## Try it
Repeat the entries exactly. Leave nothing out.

————

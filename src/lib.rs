//! onehop - Single-hop web-crawl worker
//!
//! Given one directed edge (parent URL → child URL) in a crawl graph, the
//! worker decides whether to visit the child, extracts reader-mode article
//! content if present, harvests outbound links, and fans the result out as
//! new edges plus a persisted crawl record.
//!
//! # Architecture
//!
//! - [`config`] - Configuration management and settings
//! - [`policy`] - Static allow/deny pattern matching over URLs
//! - [`ledger`] - Durable crawl ledger for URL deduplication
//! - [`fetcher`] - Single-shot HTTP page fetching
//! - [`extractor`] - Reader-mode article extraction
//! - [`harvest`] - Outbound link harvesting and validation
//! - [`publisher`] - Outbound event fan-out
//! - [`worker`] - Per-invocation orchestration
//! - [`models`] - Core data structures and wire shapes
//!
//! # Example
//!
//! ```no_run
//! use std::sync::Arc;
//! use onehop::config::Config;
//! use onehop::extractor::ArticleExtractor;
//! use onehop::fetcher::PageFetcher;
//! use onehop::ledger::MemoryLedger;
//! use onehop::policy::PolicyFilter;
//! use onehop::publisher::MemoryPublisher;
//! use onehop::worker::CrawlWorker;
//!
//! # async fn run() -> anyhow::Result<()> {
//! let config = Config::from_env()?;
//! let worker = CrawlWorker::new(
//!     PolicyFilter::new(&config.policy)?,
//!     PageFetcher::new(config.request_timeout(), config.fetcher.user_agent.clone())?,
//!     ArticleExtractor::new(),
//!     Arc::new(MemoryLedger::new()),
//!     Arc::new(MemoryPublisher::new()),
//! );
//! # Ok(())
//! # }
//! ```

pub mod config;
pub mod error;
pub mod extractor;
pub mod fetcher;
pub mod harvest;
pub mod ledger;
pub mod models;
pub mod policy;
pub mod publisher;
pub mod worker;

/// Re-export commonly used types
pub mod prelude {
    pub use crate::config::Config;
    pub use crate::error::{Error, Result};
    pub use crate::extractor::ArticleExtractor;
    pub use crate::fetcher::PageFetcher;
    pub use crate::harvest::{harvest_links, is_strict_url};
    pub use crate::ledger::{CrawlLedger, RedisLedger};
    pub use crate::models::{Article, ArticleEvent, CrawlEdge, CrawlRecord, LinkEvent, RawPage};
    pub use crate::policy::PolicyFilter;
    pub use crate::publisher::{EventPublisher, NatsEventPublisher};
    pub use crate::worker::{CrawlOutcome, CrawlWorker};
}

// Direct re-exports for convenience
pub use models::{Article, CrawlEdge};
pub use worker::{CrawlOutcome, CrawlWorker};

————

## Output
filename src/lib.rs
//! onehop - Single-hop web-crawl worker
//!
//! Given one directed edge (parent URL → child URL) in a crawl graph, the
//! worker decides whether to visit the child, extracts reader-mode article
//! content if present, harvests outbound links, and fans the result out as
//! new edges plus a persisted crawl record.
//!
//! # Architecture
//!
//! - [`config`] - Configuration management and settings
//! - [`policy`] - Static allow/deny pattern matching over URLs
//! - [`ledger`] - Durable crawl ledger for URL deduplication
//! - [`fetcher`] - Single-shot HTTP page fetching
//! - [`extractor`] - Reader-mode article extraction
//! - [`harvest`] - Outbound link harvesting and validation
//! - [`publisher`] - Outbound event fan-out
//! - [`worker`] - Per-invocation orchestration
//! - [`models`] - Core data structures and wire shapes
//!
//! # Example
//!
//! ```no_run
//! use std::sync::Arc;
//! use onehop::config::Config;
//! use onehop::extractor::ArticleExtractor;
//! use onehop::fetcher::PageFetcher;
//! use onehop::ledger::MemoryLedger;
//! use onehop::policy::PolicyFilter;
//! use onehop::publisher::MemoryPublisher;
//! use onehop::worker::CrawlWorker;
//!
//! # async fn run() -> anyhow::Result<()> {
//! let config = Config::from_env()?;
//! let worker = CrawlWorker::new(
//!     PolicyFilter::new(&config.policy)?,
//!     PageFetcher::new(config.request_timeout(), config.fetcher.user_agent.clone())?,
//!     ArticleExtractor::new(),
//!     Arc::new(MemoryLedger::new()),
//!     Arc::new(MemoryPublisher::new()),
//! );
//! # Ok(())
//! # }
//! ```

pub mod config;
pub mod error;
pub mod extractor;
pub mod fetcher;
pub mod harvest;
pub mod ledger;
pub mod models;
pub mod policy;
pub mod publisher;
pub mod worker;

/// Re-export commonly used types
pub mod prelude {
    pub use crate::config::Config;
    pub use crate::error::{Error, Result};
    pub use crate::extractor::ArticleExtractor;
    pub use crate::fetcher::PageFetcher;
    pub use crate::harvest::{harvest_links, is_strict_url};
    pub use crate::ledger::{CrawlLedger, RedisLedger};
    pub use crate::models::{Article, ArticleEvent, CrawlEdge, CrawlRecord, LinkEvent, RawPage};
    pub use crate::policy::PolicyFilter;
    pub use crate::publisher::{EventPublisher, NatsEventPublisher};
    pub use crate::worker::{CrawlOutcome, CrawlWorker};
}

// Direct re-exports for convenience
pub use models::{Article, CrawlEdge};
pub use worker::{CrawlOutcome, CrawlWorker};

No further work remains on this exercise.